Signs include ringing in ears, caused by IMAX speakers, and an inability to remember which Oscar-winning female runs which dystopian society.
You see folks standing in the rubble of civilization's ruin, and try to remember who's in charge - Julianne Moore, Kate Winslet, Meryl Streep?
And parents wonder: If you're staggering with your morbid middle schooler from "The Hunger Games" to "Divergent" to "The Maze Runner" to "The Giver," isn't the apocalypse already here?
Also already here: Part two of the "Divergent" series, based on the Veronica Roth books about a world in which folks are separated by personality type into rigidly controlled factions.
Teen rebel Tris (Shailene Woodley) doesn't fit the profiles, neither does her hunky boyfriend Four (Theo James), so she and other "divergent" types plot against the unpleasant woman (Winslet) who keeps everyone in line.

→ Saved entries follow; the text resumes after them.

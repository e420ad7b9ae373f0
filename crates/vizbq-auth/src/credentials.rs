use std::path::Path;

use serde::Deserialize;

use crate::error::AuthError;

const DEFAULT_TOKEN_URI: &str = "https://oauth2.googleapis.com/token";

/// The fields of a Google service-account JSON key that token exchange needs.
#[derive(Clone, Deserialize)]
pub struct ServiceAccountKey {
    pub client_email: String,
    /// PEM-encoded RSA private key.
    pub private_key: String,
    #[serde(default = "default_token_uri")]
    pub token_uri: String,
    #[serde(default)]
    pub project_id: Option<String>,
}

fn default_token_uri() -> String {
    DEFAULT_TOKEN_URI.to_string()
}

impl std::fmt::Debug for ServiceAccountKey {
    fn fmt(&self, f: &mut std::fmt::Formatter<'_>) -> std::fmt::Result {
        f.debug_struct("ServiceAccountKey")
            .field("client_email", &self.client_email)
            .field("private_key", &"[redacted]")
            .field("token_uri", &self.token_uri)
            .field("project_id", &self.project_id)
            .finish()
    }
}

impl ServiceAccountKey {
    /// Reads and parses a service-account key file.
    ///
    /// # Errors
    ///
    /// Returns [`AuthError::ReadCredentials`] if the file cannot be read and
    /// [`AuthError::ParseCredentials`] if it is not a service-account key.
    pub fn from_file(path: &Path) -> Result<Self, AuthError> {
        let raw = std::fs::read_to_string(path).map_err(|e| AuthError::ReadCredentials {
            path: path.display().to_string(),
            source: e,
        })?;
        Self::from_json(&raw).map_err(|e| AuthError::ParseCredentials {
            path: path.display().to_string(),
            source: e,
        })
    }

    /// Parses a service-account key from its JSON text.
    ///
    /// # Errors
    ///
    /// Returns the underlying `serde_json` error if required fields are missing.
    pub fn from_json(raw: &str) -> Result<Self, serde_json::Error> {
        serde_json::from_str(raw)
    }
}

In the sequel, "Insurgent," Tris and Four and a retinue of divergent outcasts are hiding in the countryside among the faction of folks said to be peaceful, although their clothes suggest they are waging war on fashion.
Tris is unsettled. She's on the run from security forces, plagued by possible defectors, she's just started to realize her boyfriend's name is stupid, and she can't do a thing with her hair.

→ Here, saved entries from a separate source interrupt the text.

//! Integration tests for `BigQueryClient::load_records` using wiremock HTTP
//! mocks and a temporary staging directory.

use std::path::Path;
use std::sync::Arc;
use std::time::Duration;

use serde_json::json;
use vizbq_auth::Authenticator;
use vizbq_bigquery::{BigQueryClient, BigQueryError, LoadSettings, LoadTarget};
use vizbq_core::{WriteDisposition, ANNOTATIONS_TABLE};
use wiremock::matchers::{body_string_contains, header, method, path, query_param};
use wiremock::{Mock, MockServer, ResponseTemplate};

const INSERT_PATH: &str = "/upload/bigquery/v2/projects/proj/jobs";

fn test_client(base_url: &str, staging_dir: &Path, load_timeout: Duration) -> BigQueryClient {
    let auth = Arc::new(Authenticator::with_static_token("test-token"));
    let settings = LoadSettings {
        staging_dir: staging_dir.to_path_buf(),
        poll_interval: Duration::from_millis(10),
        load_timeout,
    };
    BigQueryClient::with_base_url(auth, 30, "vizbq-test", settings, base_url)
        .expect("client construction should not fail")
}

fn target(autodetect: bool) -> LoadTarget {
    LoadTarget {
        project_id: "proj".to_string(),
        dataset_id: "creative_insights".to_string(),
        table_id: ANNOTATIONS_TABLE.to_string(),
        write_disposition: WriteDisposition::WriteTruncate,
        schema_autodetect: autodetect,
    }
}

fn rows() -> Vec<serde_json::Value> {
    vec![
        json!({ "creative_id": "gs://b/a.png", "creative_uri": "gs://b/a.png" }),
        json!({ "creative_id": "gs://b/b.png", "creative_uri": "gs://b/b.png" }),
    ]
}

fn job_body(state: &str) -> serde_json::Value {
    json!({
        "jobReference": { "projectId": "proj", "jobId": "job-1", "location": "EU" },
        "status": { "state": state }
    })
}

#[tokio::test]
async fn load_records_submits_and_polls_until_done() {
    let server = MockServer::start().await;
    let dir = tempfile::tempdir().unwrap();

    Mock::given(method("POST"))
        .and(path(INSERT_PATH))
        .and(query_param("uploadType", "multipart"))
        .and(header("authorization", "Bearer test-token"))
        .and(body_string_contains("\"writeDisposition\":\"WRITE_TRUNCATE\""))
        .and(body_string_contains("\"createDisposition\":\"CREATE_IF_NEEDED\""))
        .and(body_string_contains("\"sourceFormat\":\"NEWLINE_DELIMITED_JSON\""))
        .and(body_string_contains("\"tableId\":\"gcp_vision_api_annotations\""))
        .and(body_string_contains("\"schema\":{\"fields\""))
        .and(body_string_contains("{\"creative_id\":\"gs://b/b.png\""))
        .respond_with(ResponseTemplate::new(200).set_body_json(job_body("RUNNING")))
        .expect(1)
        .mount(&server)
        .await;

    Mock::given(method("GET"))
        .and(path("/bigquery/v2/projects/proj/jobs/job-1"))
        .and(query_param("location", "EU"))
        .respond_with(ResponseTemplate::new(200).set_body_json(json!({
            "jobReference": { "projectId": "proj", "jobId": "job-1", "location": "EU" },
            "status": { "state": "DONE" },
            "statistics": { "load": { "outputRows": "2" } }
        })))
        .expect(1)
        .mount(&server)
        .await;

    let client = test_client(&server.uri(), dir.path(), Duration::from_secs(5));
    let summary = client
        .load_records(&target(false), &rows())
        .await
        .expect("load should succeed");

    assert_eq!(summary.table, ANNOTATIONS_TABLE);
    assert_eq!(summary.rows, 2);
    assert_eq!(summary.job_id.as_deref(), Some("job-1"));
    assert_eq!(
        summary.staging_path,
        dir.path().join("gcp_vision_api_annotations.json")
    );
    let staged = std::fs::read_to_string(&summary.staging_path).unwrap();
    assert_eq!(staged.lines().count(), 2);
}

#[tokio::test]
async fn load_records_autodetect_sends_no_schema() {
    let server = MockServer::start().await;
    let dir = tempfile::tempdir().unwrap();

    Mock::given(method("POST"))
        .and(path(INSERT_PATH))
        .and(body_string_contains("\"autodetect\":true"))
        .respond_with(ResponseTemplate::new(200).set_body_json(job_body("DONE")))
        .expect(1)
        .mount(&server)
        .await;

    let client = test_client(&server.uri(), dir.path(), Duration::from_secs(5));
    let summary = client
        .load_records(&target(true), &rows())
        .await
        .expect("load should succeed");
    assert_eq!(summary.job_id.as_deref(), Some("job-1"));

    let requests = server.received_requests().await.unwrap();
    let body = String::from_utf8_lossy(&requests[0].body);
    assert!(!body.contains("\"schema\""), "schema should be omitted: {body}");
}

#[tokio::test]
async fn load_records_empty_batch_skips_job() {
    let server = MockServer::start().await;
    let dir = tempfile::tempdir().unwrap();

    Mock::given(method("POST"))
        .respond_with(ResponseTemplate::new(200).set_body_json(job_body("DONE")))
        .expect(0)
        .mount(&server)
        .await;

    let client = test_client(&server.uri(), dir.path(), Duration::from_secs(5));
    let empty: Vec<serde_json::Value> = Vec::new();
    let summary = client
        .load_records(&target(false), &empty)
        .await
        .expect("empty batch should not fail");

    assert_eq!(summary.rows, 0);
    assert!(summary.job_id.is_none());
    assert_eq!(std::fs::read_to_string(&summary.staging_path).unwrap(), "");
}

#[tokio::test]
async fn load_records_reports_job_error() {
    let server = MockServer::start().await;
    let dir = tempfile::tempdir().unwrap();

    Mock::given(method("POST"))
        .and(path(INSERT_PATH))
        .respond_with(ResponseTemplate::new(200).set_body_json(json!({
            "jobReference": { "projectId": "proj", "jobId": "job-9" },
            "status": {
                "state": "DONE",
                "errorResult": { "reason": "invalid", "message": "Error while reading data" },
                "errors": [ { "reason": "invalid", "location": "line 2", "message": "No such field: extra" } ]
            }
        })))
        .mount(&server)
        .await;

    let client = test_client(&server.uri(), dir.path(), Duration::from_secs(5));
    let err = client
        .load_records(&target(false), &rows())
        .await
        .expect_err("job error should fail");

    match err {
        BigQueryError::LoadFailed {
            job_id,
            reason,
            details,
            ..
        } => {
            assert_eq!(job_id, "job-9");
            assert_eq!(reason, "invalid");
            assert_eq!(details, vec!["line 2: No such field: extra".to_string()]);
        }
        other => panic!("expected LoadFailed, got {other:?}"),
    }
}

#[tokio::test]
async fn load_records_rejected_insert() {
    let server = MockServer::start().await;
    let dir = tempfile::tempdir().unwrap();

    Mock::given(method("POST"))
        .and(path(INSERT_PATH))
        .respond_with(ResponseTemplate::new(404).set_body_string("Not found: Dataset proj:creative_insights"))
        .mount(&server)
        .await;

    let client = test_client(&server.uri(), dir.path(), Duration::from_secs(5));
    let err = client
        .load_records(&target(false), &rows())
        .await
        .expect_err("404 should fail");
    assert!(
        matches!(err, BigQueryError::UnexpectedStatus { status: 404, .. }),
        "got {err:?}"
    );
    // The staging file is written before submission and kept.
    assert!(dir.path().join("gcp_vision_api_annotations.json").exists());
}

#[tokio::test]
async fn load_records_times_out() {
    let server = MockServer::start().await;
    let dir = tempfile::tempdir().unwrap();

    Mock::given(method("POST"))
        .and(path(INSERT_PATH))
        .respond_with(ResponseTemplate::new(200).set_body_json(job_body("PENDING")))
        .mount(&server)
        .await;
    Mock::given(method("GET"))
        .and(path("/bigquery/v2/projects/proj/jobs/job-1"))
        .respond_with(ResponseTemplate::new(200).set_body_json(job_body("RUNNING")))
        .mount(&server)
        .await;

    let client = test_client(&server.uri(), dir.path(), Duration::from_millis(50));
    let err = client
        .load_records(&target(false), &rows())
        .await
        .expect_err("a job that never finishes should time out");
    assert!(
        matches!(err, BigQueryError::LoadTimeout { ref job_id, ref state, .. } if job_id == "job-1" && state == "RUNNING"),
        "got {err:?}"
    );
}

So she cuts it Joan of Arc short before returning to crumbled Chicago to take another crack at Winslet's ruthless dictator, whom everyone refers to simply as Jeanine.

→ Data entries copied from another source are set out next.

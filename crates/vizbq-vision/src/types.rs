//! Cloud Vision `images:annotate` request and response types.
//!
//! ## Wire notes
//!
//! Responses are proto3 JSON: fields at their zero value are omitted. A
//! vertex at the origin arrives as `{}`, an unset likelihood is simply
//! missing, and a category with no hits has no key at all. Every field here
//! therefore carries `#[serde(default)]`.
//!
//! Pixel vertices are integers on the wire and normalized vertices are
//! floats; both deserialize into [`Vertex`] with `f64` coordinates.
//!
//! `safeSearchAnnotation` is absent when nothing was scored; the default
//! value (all [`Likelihood::Unknown`]) stands in for it.

use serde::{Deserialize, Serialize};

// ---------------------------------------------------------------------------
// Request
// ---------------------------------------------------------------------------

/// Detection features the service can run. Only the ones this system asks
/// for are modelled.
#[derive(Debug, Clone, Copy, PartialEq, Eq, Serialize)]
#[serde(rename_all = "SCREAMING_SNAKE_CASE")]
pub enum FeatureType {
    ObjectLocalization,
    FaceDetection,
    LogoDetection,
    LabelDetection,
    TextDetection,
    SafeSearchDetection,
    ImageProperties,
    CropHints,
    WebDetection,
    ProductSearch,
}

#[derive(Debug, Serialize)]
pub struct Feature {
    #[serde(rename = "type")]
    pub kind: FeatureType,
}

#[derive(Debug, Serialize)]
#[serde(rename_all = "camelCase")]
pub struct ImageSource {
    pub image_uri: String,
}

#[derive(Debug, Serialize)]
pub struct Image {
    pub source: ImageSource,
}

#[derive(Debug, Serialize)]
pub struct AnnotateImageRequest {
    pub image: Image,
    pub features: Vec<Feature>,
}

#[derive(Debug, Serialize)]
pub struct BatchAnnotateImagesRequest {
    pub requests: Vec<AnnotateImageRequest>,
}

impl BatchAnnotateImagesRequest {
    /// A one-image batch asking for `features` in the given order.
    #[must_use]
    pub fn single(image_uri: &str, features: &[FeatureType]) -> Self {
        Self {
            requests: vec![AnnotateImageRequest {
                image: Image {
                    source: ImageSource {
                        image_uri: image_uri.to_owned(),
                    },
                },
                features: features.iter().map(|&kind| Feature { kind }).collect(),
            }],
        }
    }
}

// ---------------------------------------------------------------------------
// Response
// ---------------------------------------------------------------------------

#[derive(Debug, Default, Deserialize)]
pub struct BatchAnnotateImagesResponse {
    #[serde(default)]
    pub responses: Vec<AnnotateImageResponse>,
}

/// Everything the service returned for one image.
#[derive(Debug, Clone, Default, PartialEq, Deserialize)]
#[serde(rename_all = "camelCase")]
pub struct AnnotateImageResponse {
    #[serde(default)]
    pub localized_object_annotations: Vec<LocalizedObjectAnnotation>,
    #[serde(default)]
    pub face_annotations: Vec<FaceAnnotation>,
    #[serde(default)]
    pub logo_annotations: Vec<EntityAnnotation>,
    #[serde(default)]
    pub label_annotations: Vec<EntityAnnotation>,
    #[serde(default)]
    pub text_annotations: Vec<EntityAnnotation>,
    #[serde(default)]
    pub safe_search_annotation: Option<SafeSearchAnnotation>,
    #[serde(default)]
    pub image_properties_annotation: Option<ImageProperties>,
    #[serde(default)]
    pub crop_hints_annotation: Option<CropHintsAnnotation>,
    #[serde(default)]
    pub web_detection: Option<WebDetection>,
    /// Requested but not normalized; kept opaque.
    #[serde(default)]
    pub product_search_results: Option<serde_json::Value>,
    /// Set when this image failed while the batch call as a whole succeeded.
    #[serde(default)]
    pub error: Option<Status>,
}

#[derive(Debug, Clone, Default, PartialEq, Deserialize)]
pub struct Status {
    #[serde(default)]
    pub code: i32,
    #[serde(default)]
    pub message: String,
}

/// A point; `x`/`y` are pixels or `[0, 1]` fractions depending on the
/// polygon list it came from.
#[derive(Debug, Clone, Copy, Default, PartialEq, Deserialize)]
pub struct Vertex {
    #[serde(default)]
    pub x: f64,
    #[serde(default)]
    pub y: f64,
}

#[derive(Debug, Clone, Default, PartialEq, Deserialize)]
#[serde(rename_all = "camelCase")]
pub struct BoundingPoly {
    #[serde(default)]
    pub vertices: Vec<Vertex>,
    #[serde(default)]
    pub normalized_vertices: Vec<Vertex>,
}

#[derive(Debug, Clone, Default, PartialEq, Deserialize)]
#[serde(rename_all = "camelCase")]
pub struct LocalizedObjectAnnotation {
    #[serde(default)]
    pub mid: String,
    #[serde(default)]
    pub language_code: String,
    #[serde(default)]
    pub name: String,
    #[serde(default)]
    pub score: f64,
    #[serde(default)]
    pub bounding_poly: BoundingPoly,
}

/// Shared shape of logo, label and text annotations.
#[derive(Debug, Clone, Default, PartialEq, Deserialize)]
#[serde(rename_all = "camelCase")]
pub struct EntityAnnotation {
    #[serde(default)]
    pub mid: String,
    #[serde(default)]
    pub locale: String,
    #[serde(default)]
    pub description: String,
    #[serde(default)]
    pub score: f64,
    #[serde(default)]
    pub topicality: f64,
    #[serde(default)]
    pub bounding_poly: BoundingPoly,
}

/// Qualitative confidence bucket used by faces and safe search.
#[derive(Debug, Clone, Copy, Default, PartialEq, Eq, Deserialize)]
#[serde(rename_all = "SCREAMING_SNAKE_CASE")]
pub enum Likelihood {
    VeryUnlikely,
    Unlikely,
    Possible,
    Likely,
    VeryLikely,
    /// `UNKNOWN` and any value this client does not recognize.
    #[default]
    #[serde(other)]
    Unknown,
}

impl Likelihood {
    /// The enum's numeric value in the Vision API (`UNKNOWN = 0` …
    /// `VERY_LIKELY = 5`).
    #[must_use]
    pub fn code(self) -> u8 {
        match self {
            Likelihood::Unknown => 0,
            Likelihood::VeryUnlikely => 1,
            Likelihood::Unlikely => 2,
            Likelihood::Possible => 3,
            Likelihood::Likely => 4,
            Likelihood::VeryLikely => 5,
        }
    }
}

#[derive(Debug, Clone, Copy, Default, PartialEq, Deserialize)]
pub struct Position {
    #[serde(default)]
    pub x: f64,
    #[serde(default)]
    pub y: f64,
    #[serde(default)]
    pub z: f64,
}

#[derive(Debug, Clone, Default, PartialEq, Deserialize)]
pub struct Landmark {
    /// e.g. `"LEFT_EYE"`; omitted on the wire for `UNKNOWN_LANDMARK`.
    #[serde(rename = "type", default = "unknown_landmark")]
    pub kind: String,
    #[serde(default)]
    pub position: Position,
}

fn unknown_landmark() -> String {
    "UNKNOWN_LANDMARK".to_string()
}

#[derive(Debug, Clone, Default, PartialEq, Deserialize)]
#[serde(rename_all = "camelCase")]
pub struct FaceAnnotation {
    #[serde(default)]
    pub bounding_poly: BoundingPoly,
    /// Tighter box around the skin area, as opposed to the whole head.
    #[serde(default)]
    pub fd_bounding_poly: BoundingPoly,
    #[serde(default)]
    pub landmarks: Vec<Landmark>,
    #[serde(default)]
    pub roll_angle: f64,
    #[serde(default)]
    pub pan_angle: f64,
    #[serde(default)]
    pub tilt_angle: f64,
    #[serde(default)]
    pub detection_confidence: f64,
    #[serde(default)]
    pub landmarking_confidence: f64,
    #[serde(default)]
    pub joy_likelihood: Likelihood,
    #[serde(default)]
    pub sorrow_likelihood: Likelihood,
    #[serde(default)]
    pub anger_likelihood: Likelihood,
    #[serde(default)]
    pub surprise_likelihood: Likelihood,
    #[serde(default)]
    pub under_exposed_likelihood: Likelihood,
    #[serde(default)]
    pub blurred_likelihood: Likelihood,
    #[serde(default)]
    pub headwear_likelihood: Likelihood,
}

#[derive(Debug, Clone, Default, PartialEq, Deserialize)]
pub struct SafeSearchAnnotation {
    #[serde(default)]
    pub adult: Likelihood,
    #[serde(default)]
    pub spoof: Likelihood,
    #[serde(default)]
    pub medical: Likelihood,
    #[serde(default)]
    pub violence: Likelihood,
    #[serde(default)]
    pub racy: Likelihood,
}

#[derive(Debug, Clone, Copy, Default, PartialEq, Deserialize)]
pub struct Color {
    #[serde(default)]
    pub red: f64,
    #[serde(default)]
    pub green: f64,
    #[serde(default)]
    pub blue: f64,
}

#[derive(Debug, Clone, Default, PartialEq, Deserialize)]
#[serde(rename_all = "camelCase")]
pub struct ColorInfo {
    #[serde(default)]
    pub color: Color,
    #[serde(default)]
    pub score: f64,
    #[serde(default)]
    pub pixel_fraction: f64,
}

#[derive(Debug, Clone, Default, PartialEq, Deserialize)]
pub struct DominantColorsAnnotation {
    #[serde(default)]
    pub colors: Vec<ColorInfo>,
}

#[derive(Debug, Clone, Default, PartialEq, Deserialize)]
#[serde(rename_all = "camelCase")]
pub struct ImageProperties {
    #[serde(default)]
    pub dominant_colors: DominantColorsAnnotation,
}

#[derive(Debug, Clone, Default, PartialEq, Deserialize)]
#[serde(rename_all = "camelCase")]
pub struct CropHint {
    #[serde(default)]
    pub bounding_poly: BoundingPoly,
    #[serde(default)]
    pub confidence: f64,
    #[serde(default)]
    pub importance_fraction: f64,
}

#[derive(Debug, Clone, Default, PartialEq, Deserialize)]
#[serde(rename_all = "camelCase")]
pub struct CropHintsAnnotation {
    #[serde(default)]
    pub crop_hints: Vec<CropHint>,
}

#[derive(Debug, Clone, Default, PartialEq, Deserialize)]
#[serde(rename_all = "camelCase")]
pub struct WebEntity {
    #[serde(default)]
    pub entity_id: String,
    #[serde(default)]
    pub score: f64,
    #[serde(default)]
    pub description: String,
}

#[derive(Debug, Clone, Default, PartialEq, Deserialize)]
pub struct WebImage {
    #[serde(default)]
    pub url: String,
    #[serde(default)]
    pub score: f64,
}

#[derive(Debug, Clone, Default, PartialEq, Deserialize)]
#[serde(rename_all = "camelCase")]
pub struct WebLabel {
    #[serde(default)]
    pub label: String,
    #[serde(default)]
    pub language_code: String,
}

#[derive(Debug, Clone, Default, PartialEq, Deserialize)]
#[serde(rename_all = "camelCase")]
pub struct WebDetection {
    #[serde(default)]
    pub web_entities: Vec<WebEntity>,
    #[serde(default)]
    pub visually_similar_images: Vec<WebImage>,
    #[serde(default)]
    pub best_guess_labels: Vec<WebLabel>,
}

After a shaky start with "Divergent," the series could have gotten better or it could have become goofy, and it's gone in the direction of the latter.
The series needs a stylist to give the YA fantasy some gravity, but director Robert Schwentke isn't the man. The world he builds is never believable, the sets and digital backdrops are obviously phony, making the rather creaky and derivative mythos cooked up by Roth look ever more silly.
In "Insurgent," for instance, the divergent rebels learn of a potential ally - a leader named Evelyn (Naomi Watts), who obviously means to seize power from Jeanine. The story takes shape as uniquely matriarchal sci-fi, and that seems potentially interesting.
Until the two women meet, and exchange Mean Girl sneers.
You're left with the impression that Chicago was destroyed by an argument these two gals had back in high school.
Meanwhile, Tris is clubbed and shot and battered by a virtual reality machine, a trial she must survive to lead the tattered remnants of civilization to a better place.
It's dirty, sweaty work.
One awaits the final installment to "Divergent" and "Insurgent" - "Detergent."